Dans ce domaine, le juge fonde sa décision, sauf dispositions contraires de la loi, sur les faits qui, faute d'être établis de manière irréfutable, apparaissent comme les plus vraisemblables. Il ne suffit donc pas qu'un fait puisse être considéré seulement comme une hypothèse possible. Parmi tous les éléments de fait allégués ou envisageables, le juge doit, le cas échéant, retenir ceux qui lui paraissent les plus probables (ATF 130 III 321 consid. 3.2 et 3.3; 126 V 353 consid. 5b; 125 V 193 consid. 2 et les références citées; arrêt du TF 8C_704/2007 du 9 avril 2008 consid. 2). Aussi n'existe-t-il pas, en droit des assurances sociales, un principe selon lequel l'administration ou le juge devrait statuer, dans le doute, en faveur de l'assuré (ATF 126 V 319 consid. 5a).
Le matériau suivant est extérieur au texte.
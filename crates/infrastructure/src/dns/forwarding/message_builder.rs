//! DNS Message Builder
//!
//! Constructs A/AAAA query messages in wire format using `hickory-proto`,
//! optionally carrying an EDNS0 client-subnet option.

use ferrous_resolver_domain::{DomainError, IpOption};
use hickory_proto::op::{Edns, Message, MessageType, OpCode, Query};
use hickory_proto::rr::rdata::opt::{ClientSubnet, EdnsOption};
use hickory_proto::rr::{Name, RecordType};
use hickory_proto::serialize::binary::{BinEncodable, BinEncoder};
use smallvec::{smallvec, SmallVec};
use std::net::{IpAddr, Ipv4Addr, Ipv6Addr, SocketAddr};
use std::str::FromStr;

/// UDP payload size advertised in the OPT pseudo-record.
pub const EDNS_UDP_PAYLOAD: u16 = 1350;

const IPV4_SUBNET_PREFIX: u8 = 24;
const IPV6_SUBNET_PREFIX: u8 = 96;

/// Public resolvers known to answer multi-question messages.
pub const MULTI_QUESTION_RESOLVERS: &[IpAddr] = &[
    IpAddr::V4(Ipv4Addr::new(8, 8, 8, 8)),
    IpAddr::V4(Ipv4Addr::new(8, 8, 4, 4)),
    IpAddr::V4(Ipv4Addr::new(1, 1, 1, 1)),
    IpAddr::V4(Ipv4Addr::new(1, 0, 0, 1)),
];

/// One outgoing query and the record types it asks for.
#[derive(Debug, Clone)]
pub struct QueryMessage {
    pub id: u16,
    pub domain: String,
    pub record_types: SmallVec<[RecordType; 2]>,
    pub message: Message,
}

impl QueryMessage {
    /// Serialize to wire format bytes.
    pub fn to_bytes(&self) -> Result<Vec<u8>, DomainError> {
        MessageBuilder::serialize_message(&self.message)
    }
}

/// Builds DNS query messages in wire format
pub struct MessageBuilder;

impl MessageBuilder {
    /// Build the queries needed to satisfy `option` for `domain`.
    ///
    /// One A query when IPv4 is enabled and one AAAA query when IPv6 is
    /// enabled, each with an id drawn from `next_id` and RD set. When
    /// `client_ip` is given, an EDNS0 client-subnet option is attached.
    pub fn build_queries<F>(
        domain: &str,
        option: IpOption,
        mut next_id: F,
        client_ip: Option<IpAddr>,
    ) -> Result<Vec<QueryMessage>, DomainError>
    where
        F: FnMut() -> u16,
    {
        if option.is_empty() {
            return Ok(Vec::new());
        }

        let fqdn = to_fqdn(domain);
        let name = Name::from_str(&fqdn).map_err(|e| {
            DomainError::InvalidDomainName(format!("Invalid domain '{}': {}", domain, e))
        })?;
        let edns = client_ip.map(client_subnet_edns);

        let mut types: SmallVec<[RecordType; 2]> = SmallVec::new();
        if option.ipv4_enabled {
            types.push(RecordType::A);
        }
        if option.ipv6_enabled {
            types.push(RecordType::AAAA);
        }

        Ok(types
            .into_iter()
            .map(|record_type| {
                let id = next_id();
                let mut message = Message::new(id, MessageType::Query, OpCode::Query);
                message.set_recursion_desired(true);
                message.add_query(Query::query(name.clone(), record_type));
                if let Some(ref edns) = edns {
                    message.set_edns(edns.clone());
                }
                QueryMessage {
                    id,
                    domain: fqdn.clone(),
                    record_types: smallvec![record_type],
                    message,
                }
            })
            .collect())
    }

    /// Merge an A and an AAAA query into one two-question message.
    ///
    /// Only for destinations passing [`supports_multi_question`]. The merged
    /// message keeps the id of the first query.
    pub fn coalesce(queries: Vec<QueryMessage>) -> Vec<QueryMessage> {
        if queries.len() != 2 {
            return queries;
        }

        let mut iter = queries.into_iter();
        let (Some(mut first), Some(second)) = (iter.next(), iter.next()) else {
            return Vec::new();
        };

        for query in second.message.queries() {
            first.message.add_query(query.clone());
        }
        first.record_types.extend(second.record_types);
        vec![first]
    }

    /// Serialize a Message to wire format bytes
    fn serialize_message(message: &Message) -> Result<Vec<u8>, DomainError> {
        let mut buf = Vec::with_capacity(512);
        let mut encoder = BinEncoder::new(&mut buf);

        message.emit(&mut encoder).map_err(|e| {
            DomainError::InvalidDomainName(format!("Failed to serialize DNS message: {}", e))
        })?;

        Ok(buf)
    }
}

pub fn supports_multi_question(server: SocketAddr, resolvers: &[IpAddr]) -> bool {
    resolvers.contains(&server.ip())
}

/// Append the root label if missing.
pub fn to_fqdn(domain: &str) -> String {
    if domain.ends_with('.') {
        domain.to_ascii_lowercase()
    } else {
        format!("{}.", domain.to_ascii_lowercase())
    }
}

/// Client subnet is sent as /24 for IPv4 and /96 for IPv6, with host bits
/// cleared. Only the bytes covering the prefix go on the wire.
fn client_subnet_edns(client_ip: IpAddr) -> Edns {
    let (address, prefix) = mask_client_ip(client_ip);

    let mut edns = Edns::new();
    edns.set_max_payload(EDNS_UDP_PAYLOAD);
    edns.options_mut()
        .insert(EdnsOption::Subnet(ClientSubnet::new(address, prefix, 0)));
    edns
}

fn mask_client_ip(client_ip: IpAddr) -> (IpAddr, u8) {
    match client_ip {
        IpAddr::V4(v4) => {
            let mask = u32::MAX << (32 - IPV4_SUBNET_PREFIX as u32);
            (
                IpAddr::V4(Ipv4Addr::from(u32::from(v4) & mask)),
                IPV4_SUBNET_PREFIX,
            )
        }
        IpAddr::V6(v6) => {
            let mask = u128::MAX << (128 - IPV6_SUBNET_PREFIX as u32);
            (
                IpAddr::V6(Ipv6Addr::from(u128::from(v6) & mask)),
                IPV6_SUBNET_PREFIX,
            )
        }
    }
}
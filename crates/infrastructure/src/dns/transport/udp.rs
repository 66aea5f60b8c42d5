use ferrous_resolver_domain::DomainError;
use std::net::{IpAddr, Ipv4Addr, Ipv6Addr, SocketAddr};
use tokio::net::UdpSocket;
use tracing::debug;

/// Maximum UDP DNS response size with EDNS(0)
pub const MAX_UDP_RESPONSE_SIZE: usize = 4096;

/// One unconnected UDP socket talking to a single upstream.
///
/// Sending and receiving are decoupled: queries go out through [`send`]
/// and answers are read by whoever owns the receive loop.
///
/// [`send`]: UdpChannel::send
pub struct UdpChannel {
    socket: UdpSocket,
    server_addr: SocketAddr,
}

impl UdpChannel {
    pub async fn bind(server_addr: SocketAddr) -> Result<Self, DomainError> {
        let local: SocketAddr = match server_addr.ip() {
            IpAddr::V4(_) => (Ipv4Addr::UNSPECIFIED, 0).into(),
            IpAddr::V6(_) => (Ipv6Addr::UNSPECIFIED, 0).into(),
        };

        let socket = UdpSocket::bind(local).await.map_err(|e| {
            DomainError::Transport(format!("Failed to bind UDP socket for {}: {}", server_addr, e))
        })?;

        debug!(
            server = %server_addr,
            local = ?socket.local_addr().ok(),
            "UDP channel bound"
        );

        Ok(Self {
            socket,
            server_addr,
        })
    }

    pub fn server_addr(&self) -> SocketAddr {
        self.server_addr
    }

    pub async fn send(&self, message_bytes: &[u8]) -> Result<usize, DomainError> {
        self.socket
            .send_to(message_bytes, self.server_addr)
            .await
            .map_err(|e| {
                DomainError::Transport(format!(
                    "Failed to send UDP query to {}: {}",
                    self.server_addr, e
                ))
            })
    }

    /// Read the next datagram from the upstream into `buf`, returning its
    /// length. Datagrams from other peers are discarded.
    pub async fn recv(&self, buf: &mut [u8]) -> Result<usize, DomainError> {
        loop {
            let (len, from) = self.socket.recv_from(buf).await.map_err(|e| {
                DomainError::Transport(format!(
                    "Failed to receive UDP response from {}: {}",
                    self.server_addr, e
                ))
            })?;

            if from != self.server_addr {
                debug!(
                    expected = %self.server_addr,
                    from = %from,
                    "Discarding datagram from unexpected peer"
                );
                continue;
            }
            return Ok(len);
        }
    }
}
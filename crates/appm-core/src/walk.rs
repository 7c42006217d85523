use std::fs;
use std::path::{Path, PathBuf};

use tracing::{debug, warn};

use crate::error::Error;
use crate::matcher::MatchEngine;
use crate::project::METADATA_NAME;

/// A file that matched the template, with the directory it belongs in.
#[derive(Debug, Clone, PartialEq, Eq)]
pub struct PlacedFile {
    /// Path relative to the scan root.
    pub path: PathBuf,
    pub placement: Vec<String>,
}

/// A file the template could not handle.
#[derive(Debug, Clone, PartialEq, Eq)]
pub struct RejectedFile {
    pub path: PathBuf,
    pub message: String,
}

#[derive(Debug, Clone, Default)]
pub struct WalkOutput {
    pub placed: Vec<PlacedFile>,
    pub unsupported: Vec<RejectedFile>,
    pub mismatched: Vec<RejectedFile>,
}

impl WalkOutput {
    pub fn file_count(&self) -> usize {
        self.placed.len() + self.unsupported.len() + self.mismatched.len()
    }
}

/// Walks `root` recursively and classifies every regular file by name.
///
/// Entries are visited in sorted order so the output is deterministic.
pub fn scan_dir(root: &Path, engine: &MatchEngine) -> Result<WalkOutput, Error> {
    let mut out = WalkOutput::default();
    debug!(root = %root.display(), "scan: start");
    walk_dir(root, Path::new(""), engine, &mut out)?;
    debug!(files = out.file_count(), "scan: done");
    Ok(out)
}

fn walk_dir(
    root: &Path,
    rel: &Path,
    engine: &MatchEngine,
    out: &mut WalkOutput,
) -> Result<(), Error> {
    let abs = root.join(rel);

    let rd = fs::read_dir(&abs).map_err(|e| Error::io(&abs, e))?;
    let mut entries: Vec<fs::DirEntry> = Vec::new();
    for ent in rd {
        entries.push(ent.map_err(|e| Error::io(&abs, e))?);
    }
    entries.sort_by_key(|e| e.file_name());

    for ent in entries {
        let name = ent.file_name();
        let name = name.to_string_lossy();

        // Skip the project's own metadata.
        if rel.as_os_str().is_empty() && name == METADATA_NAME {
            continue;
        }

        let ty = ent.file_type().map_err(|e| Error::io(ent.path(), e))?;
        let rel_path = rel.join(name.as_ref());

        if ty.is_dir() {
            walk_dir(root, &rel_path, engine, out)?;
        } else if ty.is_file() {
            classify(&rel_path, &name, engine, out)?;
        } else {
            debug!(path = %rel_path.display(), "scan: skipping non-regular entry");
        }
    }

    Ok(())
}

fn classify(
    rel_path: &Path,
    name: &str,
    engine: &MatchEngine,
    out: &mut WalkOutput,
) -> Result<(), Error> {
    match engine.placement(name) {
        Ok(placement) => out.placed.push(PlacedFile {
            path: rel_path.to_path_buf(),
            placement,
        }),
        Err(e @ Error::UnsupportedFileExtension { .. }) => {
            warn!(path = %rel_path.display(), "{e}");
            out.unsupported.push(RejectedFile {
                path: rel_path.to_path_buf(),
                message: e.to_string(),
            });
        }
        Err(e) if e.is_per_file() => {
            warn!(path = %rel_path.display(), "{e}");
            out.mismatched.push(RejectedFile {
                path: rel_path.to_path_buf(),
                message: e.to_string(),
            });
        }
        Err(e) => return Err(e),
    }
    Ok(())
}

#[cfg(test)]
mod tests {
    use super::*;
    use crate::default::default_template;

    fn write_file(path: &Path) {
        if let Some(parent) = path.parent() {
            fs::create_dir_all(parent).unwrap();
        }
        fs::write(path, "dummy_file").unwrap();
    }

    #[test]
    fn classifies_files_recursively() {
        let tmp = tempfile::tempdir().unwrap();
        let root = tmp.path();
        write_file(&root.join("20201010-101010_adelaide_oak_alpha.bin"));
        write_file(&root.join("nested/deeper/20201010-101010_adelaide_oak_beta_proc.bin"));
        write_file(&root.join("notes.txt"));
        write_file(&root.join(METADATA_NAME));

        let engine = MatchEngine::new(default_template().unwrap());
        let out = scan_dir(root, &engine).unwrap();

        assert_eq!(out.placed.len(), 2);
        assert_eq!(out.mismatched.len(), 1);
        assert!(out.unsupported.is_empty());
        assert_eq!(out.mismatched[0].path, PathBuf::from("notes.txt"));

        assert_eq!(out.placed[0].path, PathBuf::from("20201010-101010_adelaide_oak_alpha.bin"));
        assert_eq!(out.placed[1].placement[4], "T1-proc");
    }
}
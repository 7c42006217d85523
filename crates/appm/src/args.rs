use clap::{Args, Parser, Subcommand, ValueEnum};
use std::path::PathBuf;

/// appm: name, validate and place research data files using a project template.
#[derive(Debug, Parser)]
#[command(name = "appm", version)]
#[command(about = "Match data file names against a project template", long_about = None)]
pub struct Cli {
    /// Template file (YAML, or JSON with a .json extension). Uses the built-in template if omitted.
    #[arg(short = 't', long, global = true, env = "APPM_TEMPLATE")]
    pub template: Option<PathBuf>,

    /// Output format
    #[arg(long, value_enum, global = true, default_value_t = OutputFormat::Human)]
    pub format: OutputFormat,

    /// Quiet output (print only results, no headers or summaries)
    #[arg(short = 'q', long, global = true)]
    pub quiet: bool,

    /// Verbosity (-v, -vv)
    #[arg(short = 'v', long, global = true, action = clap::ArgAction::Count)]
    pub verbosity: u8,

    #[command(subcommand)]
    pub command: Command,
}

#[derive(Debug, Subcommand)]
pub enum Command {
    /// Check that the template is valid
    Validate,

    /// Print the field values parsed from each file name
    Match {
        #[arg(required = true)]
        names: Vec<String>,
    },

    /// Print the directory each file name belongs in
    Place {
        #[arg(required = true)]
        names: Vec<String>,
    },

    /// Print the project name built from the given metadata
    Name(MetaArgs),

    /// Create a project directory and write its metadata file
    Init {
        /// Directory the project is created under
        #[arg(long, default_value = ".")]
        root: PathBuf,

        #[command(flatten)]
        meta: MetaArgs,
    },

    /// Classify every file under DIR
    Scan { dir: PathBuf },

    /// Copy files into their place inside an existing project
    Copy {
        /// Project directory (the one holding metadata.yaml)
        #[arg(long)]
        project: PathBuf,

        #[arg(required = true)]
        files: Vec<PathBuf>,
    },
}

#[derive(Debug, Args)]
pub struct MetaArgs {
    #[arg(long)]
    pub year: i32,

    #[arg(long)]
    pub summary: String,

    /// Mark the project as external (default: internal)
    #[arg(long)]
    pub external: bool,

    #[arg(long)]
    pub researcher: Option<String>,

    #[arg(long)]
    pub organisation: Option<String>,
}

#[derive(Debug, Clone, Copy, ValueEnum)]
pub enum OutputFormat {
    Human,
    Json,
}
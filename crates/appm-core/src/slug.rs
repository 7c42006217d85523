use once_cell::sync::Lazy;
use regex::Regex;

static NON_SLUG_CHARS: Lazy<Regex> = Lazy::new(|| Regex::new(r"[^\w\s-]").unwrap());
static SPACE_OR_HYPHEN_RUNS: Lazy<Regex> = Lazy::new(|| Regex::new(r"[\s\-]+").unwrap());

/// Lower-cases `text` and turns it into a hyphen-joined slug.
///
/// `The Plant Accelerator` -> `the-plant-accelerator`
pub fn slugify(text: &str) -> String {
    let lower = text.to_lowercase();
    let kept = NON_SLUG_CHARS.replace_all(&lower, "");
    let hyphenated = SPACE_OR_HYPHEN_RUNS.replace_all(&kept, "-");
    hyphenated.trim_matches('-').to_string()
}

#[cfg(test)]
mod tests {
    use super::*;

    #[test]
    fn slugs() {
        assert_eq!(slugify("The Plant Accelerator"), "the-plant-accelerator");
        assert_eq!(slugify("APPN"), "appn");
        assert_eq!(slugify("Hoang Son Le"), "hoang-son-le");
        assert_eq!(slugify("  test -- project! "), "test-project");
        assert_eq!(slugify("trial_alpha"), "trial_alpha");
        assert_eq!(slugify("!!!"), "");
    }
}
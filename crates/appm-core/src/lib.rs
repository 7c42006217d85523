//! Declarative research-data project templates.
//!
//! A template declares how data file names are structured (per file
//! extension), how files are laid out in directories, and how a project is
//! named. [`TemplateSpec`] validates a declaration; [`MatchEngine`] parses file
//! names with it and computes where each file belongs.

mod compile;
pub mod decl;
mod default;
mod error;
mod extension;
mod field;
mod layout;
mod loader;
mod matcher;
mod naming;
mod project;
mod report;
mod slug;
mod template;
mod walk;

pub use decl::{
    ExtensionDecl, FieldDecl, FieldObjectDecl, LayoutDecl, MappedLayoutDecl, NamingConventionDecl,
    TemplateDecl,
};
pub use default::{DEFAULT_TEMPLATE_YAML, default_template, default_template_decl};
pub use error::{Error, SchemaError};
pub use extension::{ExtensionSpec, RawMatch};
pub use field::{FieldKind, FieldSpec, PATH_SEPARATOR, RESERVED_REST};
pub use layout::{LayoutMapping, LayoutSpec};
pub use loader::{TemplateSource, load_decl, load_template};
pub use matcher::{FieldValues, MatchEngine};
pub use naming::{MetadataField, NamingConventionSpec, ProjectMetadata};
pub use project::{METADATA_NAME, MetadataFile, Project};
pub use report::{Diagnostic, Report, Status};
pub use slug::slugify;
pub use template::{TemplateSpec, WILDCARD, file_suffix};
pub use walk::{PlacedFile, RejectedFile, WalkOutput, scan_dir};

use std::path::Path;

/// Scans `root` with `engine` and summarizes the result.
pub fn check_dir(root: &Path, engine: &MatchEngine) -> Result<Report, Error> {
    let walk = scan_dir(root, engine)?;
    Ok(Report::from_walk_output(&walk))
}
S’agissant des rapports établis par les médecins traitants de l’assuré, le juge peut et doit tenir compte du fait que, selon l’expérience, la relation thérapeutique et le rapport de confiance qui les lient à leur patient les placent dans une situation délicate pour constater les faits dans un contexte assécurologique. Ce constat ne libère cependant pas le tribunal de procéder à une appréciation complète des preuves et de prendre en considération les rapports produits par l’assuré, afin de voir s’ils sont de nature à éveiller des doutes sur la fiabilité et la validité des constatations du médecin de l’assurance (ATF 125 V 351 consid. 3b/bb et cc et les références citées; arrêt TF 8C_796/2016 du 14 juin 2017 consid. 3.3).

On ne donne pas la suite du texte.